Absolutely! The trick to tackling this project is to go step by step and take your time. You want your work to look like you hired an expert, not like a DIY Pinterest fail. Keep reading for a a step-by-step process you can use to give your cabinets a professional upgrade and dramatically improve your kitchen on a budget.

Remove Cabinet Doors, Drawers, and Hardware

To get started you’re going to need to remove all cabinet doors and drawers and then the hardware from each door and drawer. Removing pulls and handles can make painting a lot faster and also reduces the risk of getting paint on the handles. When it comes to hinges and other things that may be too difficult to take off, use painters tape to cover up as much as you can.

We recommend taking your cabinet doors and drawers outside. Getting a large chunk of the painting done in the open air is optimal, although you will need to be aware of the weather conditions – obviously, you won’t paint in the rain, and you should not paint if it is too hot or too cold for the paint to cure (consult the paint can instructions) or if it is too windy (debris sticking to your paint!). Again, this is not a weekend project, so make sure that your cabinet doors and drawers will be sheltered from inclement weather when you take a break.

Clean and Prep Your Cabinets

When working with laminate cabinets it is important to use a cleaner specific to laminate products. Here is where your patience will come into play. Cleaning can seem like a tedious step, but in order to get the best finish on your cabinets, they need to be free from grease and dust. Kitchen cabinets take a lot of abuse from knicks and dings to spilled liquids and stand mixer mishaps. So it’s important to get them scrubbed and ready for their fresh new look.

Washing your cabinets not only gets them cleaner, but it also gives you a chance to take a closer look at your cabinets. When scrubbing them with a laminate cleaner be aware of the condition of your cabinets. If you notice any damaged or warped laminate, do not paint over it. Deep scratches or warped doors will not be fixed with a coat of paint. Evaluate each piece to see what can be repaired and what may need to be replaced.

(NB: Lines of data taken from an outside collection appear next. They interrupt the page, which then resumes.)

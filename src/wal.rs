use std::fs::{self, File, OpenOptions};
use std::io::{self, BufReader, BufWriter, Read, Write};
use std::marker::PhantomData;
use std::path::{Path, PathBuf};

use serde::Serialize;
use serde::de::DeserializeOwned;

/// Encode a single record to [len][bincode][crc32] format.
fn encode_record<E: Serialize>(writer: &mut impl Write, record: &E) -> io::Result<()> {
    let payload =
        bincode::serialize(record).map_err(|e| io::Error::new(io::ErrorKind::InvalidData, e))?;
    let len = payload.len() as u32;
    let crc = crc32fast::hash(&payload);
    writer.write_all(&len.to_le_bytes())?;
    writer.write_all(&payload)?;
    writer.write_all(&crc.to_le_bytes())?;
    Ok(())
}

/// Append-only Write-Ahead Log of `E` records.
///
/// Format per entry: `[u32: len][bincode: E][u32: crc32]`
/// - `len` is the byte length of the bincode payload (not including the CRC).
/// - Truncated last entry (crash) is safely discarded via length-prefix + CRC check.
pub struct Wal<E> {
    writer: BufWriter<File>,
    path: PathBuf,
    appends_since_compact: u64,
    _record: PhantomData<fn(E)>,
}

impl<E: Serialize + DeserializeOwned> Wal<E> {
    /// Open (or create) the WAL file at `path`.
    pub fn open(path: &Path) -> io::Result<Self> {
        let file = OpenOptions::new().create(true).append(true).open(path)?;
        Ok(Self {
            writer: BufWriter::new(file),
            path: path.to_path_buf(),
            appends_since_compact: 0,
            _record: PhantomData,
        })
    }

    /// Append a single record and fsync. Used by tests.
    #[cfg(test)]
    pub fn append(&mut self, record: &E) -> io::Result<()> {
        self.append_buffered(record)?;
        self.flush_sync()
    }

    /// Append a single record to the BufWriter without flushing or syncing.
    /// Call `flush_sync()` after the batch to durably commit all buffered records.
    pub fn append_buffered(&mut self, record: &E) -> io::Result<()> {
        encode_record(&mut self.writer, record)?;
        self.appends_since_compact += 1;
        Ok(())
    }

    /// Flush the BufWriter and fsync the underlying file.
    pub fn flush_sync(&mut self) -> io::Result<()> {
        self.writer.flush()?;
        self.writer.get_ref().sync_all()
    }

    pub fn path(&self) -> &Path {
        &self.path
    }

    /// Write compacted records to a temp file and fsync.
    pub fn write_compact_file(path: &Path, records: &[E]) -> io::Result<()> {
        let tmp_path = path.with_extension("wal.tmp");
        let file = File::create(&tmp_path)?;
        let mut writer = BufWriter::new(file);
        for record in records {
            encode_record(&mut writer, record)?;
        }
        writer.flush()?;
        writer.get_ref().sync_all()?;
        Ok(())
    }

    /// Atomic swap: rename temp file over the WAL and reopen.
    pub fn swap_compact_file(&mut self) -> io::Result<()> {
        let tmp_path = self.path.with_extension("wal.tmp");
        fs::rename(&tmp_path, &self.path)?;
        let file = OpenOptions::new()
            .create(true)
            .append(true)
            .open(&self.path)?;
        self.writer = BufWriter::new(file);
        self.appends_since_compact = 0;
        Ok(())
    }

    /// Replace the WAL with a minimal set of records. Used by tests.
    #[cfg(test)]
    pub fn compact(&mut self, records: &[E]) -> io::Result<()> {
        Self::write_compact_file(&self.path, records)?;
        self.swap_compact_file()
    }

    pub fn appends_since_compact(&self) -> u64 {
        self.appends_since_compact
    }

    /// Replay the WAL from disk, returning all valid records.
    /// Truncated/corrupt trailing entries are silently discarded.
    pub fn replay(path: &Path) -> io::Result<Vec<E>> {
        let file = match File::open(path) {
            Ok(f) => f,
            Err(e) if e.kind() == io::ErrorKind::NotFound => return Ok(Vec::new()),
            Err(e) => return Err(e),
        };
        let mut reader = BufReader::new(file);
        let mut records = Vec::new();

        loop {
            let mut len_buf = [0u8; 4];
            match reader.read_exact(&mut len_buf) {
                Ok(()) => {}
                Err(e) if e.kind() == io::ErrorKind::UnexpectedEof => break,
                Err(e) => return Err(e),
            }
            let len = u32::from_le_bytes(len_buf) as usize;

            let mut payload = vec![0u8; len];
            match reader.read_exact(&mut payload) {
                Ok(()) => {}
                Err(e) if e.kind() == io::ErrorKind::UnexpectedEof => break, // truncated
                Err(e) => return Err(e),
            }

            let mut crc_buf = [0u8; 4];
            match reader.read_exact(&mut crc_buf) {
                Ok(()) => {}
                Err(e) if e.kind() == io::ErrorKind::UnexpectedEof => break, // truncated
                Err(e) => return Err(e),
            }
            if u32::from_le_bytes(crc_buf) != crc32fast::hash(&payload) {
                break;
            }

            match bincode::deserialize::<E>(&payload) {
                Ok(record) => records.push(record),
                Err(_) => break,
            }
        }

        Ok(records)
    }
}

#[cfg(test)]
mod tests {
    use super::*;
    use crate::model::{CatalogEvent, Event};
    use ulid::Ulid;

    fn tmp_path(name: &str) -> PathBuf {
        let dir = std::env::temp_dir().join("custody_test_wal");
        fs::create_dir_all(&dir).unwrap();
        dir.join(name)
    }

    fn created(resource_id: Ulid, from: i64, until: Option<i64>) -> Event {
        Event::AssignmentCreated {
            id: Ulid::new(),
            resource_id,
            assignee_id: Ulid::new(),
            valid_from: from,
            valid_until: until,
        }
    }

    #[test]
    fn append_and_replay() {
        let path = tmp_path("append_and_replay.wal");
        let _ = fs::remove_file(&path);

        let rid = Ulid::new();
        let events = vec![created(rid, 1000, Some(2000)), created(rid, 3000, None)];

        {
            let mut wal = Wal::<Event>::open(&path).unwrap();
            for e in &events {
                wal.append(e).unwrap();
            }
        }

        let replayed = Wal::<Event>::replay(&path).unwrap();
        assert_eq!(replayed, events);

        let _ = fs::remove_file(&path);
    }

    #[test]
    fn replay_handles_truncation() {
        let path = tmp_path("truncation.wal");
        let _ = fs::remove_file(&path);

        let event = created(Ulid::new(), 0, None);
        {
            let mut wal = Wal::<Event>::open(&path).unwrap();
            wal.append(&event).unwrap();
        }

        // Partial length prefix plus a few bytes of a second entry
        {
            let mut f = OpenOptions::new().append(true).open(&path).unwrap();
            f.write_all(&[0u8; 6]).unwrap();
        }

        let replayed = Wal::<Event>::replay(&path).unwrap();
        assert_eq!(replayed, vec![event]);

        let _ = fs::remove_file(&path);
    }

    #[test]
    fn replay_nonexistent_file() {
        let path = tmp_path("nonexistent.wal");
        let _ = fs::remove_file(&path);
        assert!(Wal::<Event>::replay(&path).unwrap().is_empty());
    }

    #[test]
    fn replay_corrupt_crc() {
        let path = tmp_path("corrupt_crc.wal");
        let _ = fs::remove_file(&path);

        let event = Event::AssignmentDeleted {
            id: Ulid::new(),
            resource_id: Ulid::new(),
        };
        {
            let payload = bincode::serialize(&event).unwrap();
            let len = payload.len() as u32;
            let bad_crc: u32 = 0xDEADBEEF;

            let mut f = File::create(&path).unwrap();
            f.write_all(&len.to_le_bytes()).unwrap();
            f.write_all(&payload).unwrap();
            f.write_all(&bad_crc.to_le_bytes()).unwrap();
        }

        assert!(Wal::<Event>::replay(&path).unwrap().is_empty());

        let _ = fs::remove_file(&path);
    }

    #[test]
    fn compact_reduces_wal() {
        let path = tmp_path("compact_reduce.wal");
        let _ = fs::remove_file(&path);

        let rid = Ulid::new();
        let keep = created(rid, 0, None);
        {
            let mut wal = Wal::<Event>::open(&path).unwrap();
            wal.append(&keep).unwrap();
            for i in 0..10 {
                let id = Ulid::new();
                wal.append(&Event::AssignmentCreated {
                    id,
                    resource_id: rid,
                    assignee_id: Ulid::new(),
                    valid_from: 1000 * (i + 1),
                    valid_until: Some(1000 * (i + 1) + 10),
                })
                .unwrap();
                wal.append(&Event::AssignmentDeleted { id, resource_id: rid })
                    .unwrap();
            }
        }

        let before = fs::metadata(&path).unwrap().len();
        {
            let mut wal = Wal::<Event>::open(&path).unwrap();
            wal.compact(std::slice::from_ref(&keep)).unwrap();
            assert_eq!(wal.appends_since_compact(), 0);
        }
        let after = fs::metadata(&path).unwrap().len();
        assert!(after < before, "compacted WAL should be smaller: {after} < {before}");

        assert_eq!(Wal::<Event>::replay(&path).unwrap(), vec![keep]);

        let _ = fs::remove_file(&path);
    }

    #[test]
    fn compact_then_append() {
        let path = tmp_path("compact_append.wal");
        let _ = fs::remove_file(&path);

        let rid = Ulid::new();
        let first = created(rid, 0, Some(10));
        let later = created(rid, 100, None);
        {
            let mut wal = Wal::<Event>::open(&path).unwrap();
            wal.append(&first).unwrap();
            wal.compact(std::slice::from_ref(&first)).unwrap();
            wal.append(&later).unwrap();
        }

        assert_eq!(Wal::<Event>::replay(&path).unwrap(), vec![first, later]);

        let _ = fs::remove_file(&path);
    }

    #[test]
    fn append_buffered_then_flush_sync() {
        let path = tmp_path("buffered_flush.wal");
        let _ = fs::remove_file(&path);

        let events: Vec<Event> = (0..5).map(|i| created(Ulid::new(), i, None)).collect();
        {
            let mut wal = Wal::<Event>::open(&path).unwrap();
            for e in &events {
                wal.append_buffered(e).unwrap();
            }
            assert_eq!(wal.appends_since_compact(), 5);
            wal.flush_sync().unwrap();
        }

        assert_eq!(Wal::<Event>::replay(&path).unwrap(), events);

        let _ = fs::remove_file(&path);
    }

    #[test]
    fn catalog_records_share_the_format() {
        let path = tmp_path("catalog_records.wal");
        let _ = fs::remove_file(&path);

        let id = Ulid::new();
        let records = vec![
            CatalogEvent::ItemRegistered { id },
            CatalogEvent::ItemRetired { id },
        ];
        {
            let mut wal = Wal::<CatalogEvent>::open(&path).unwrap();
            for r in &records {
                wal.append(r).unwrap();
            }
        }
        assert_eq!(Wal::<CatalogEvent>::replay(&path).unwrap(), records);

        let _ = fs::remove_file(&path);
    }
}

Sanding Your Cabinet Exteriors

At this point in the process, you’ve taken the time to remove all the doors, drawers, and hardware, tape over hinges, clean surfaces and evaluate the condition of your cabinets. Now comes sanding. If you’re sticking to a budget and looking to get in a full upper body workout, you’ll want to get started using 120-grit sandpaper.

But if you’re staring at a backyard full of cabinet doors and starting to reconsider your life choices, fear not! A motorized orbital sander could make your life a lot easier. If you’re not in the market to purchase one, consider renting from a home improvement store.

Once you have your sandpaper, start roughing up those slick laminate cabinet doors. You want to apply enough pressure to get a good amount of dust from the laminate. But be careful not to overdo it or you could rip through the coating. Don’t forget to wipe away the dust and residue with a damp cloth when you’ve finished up.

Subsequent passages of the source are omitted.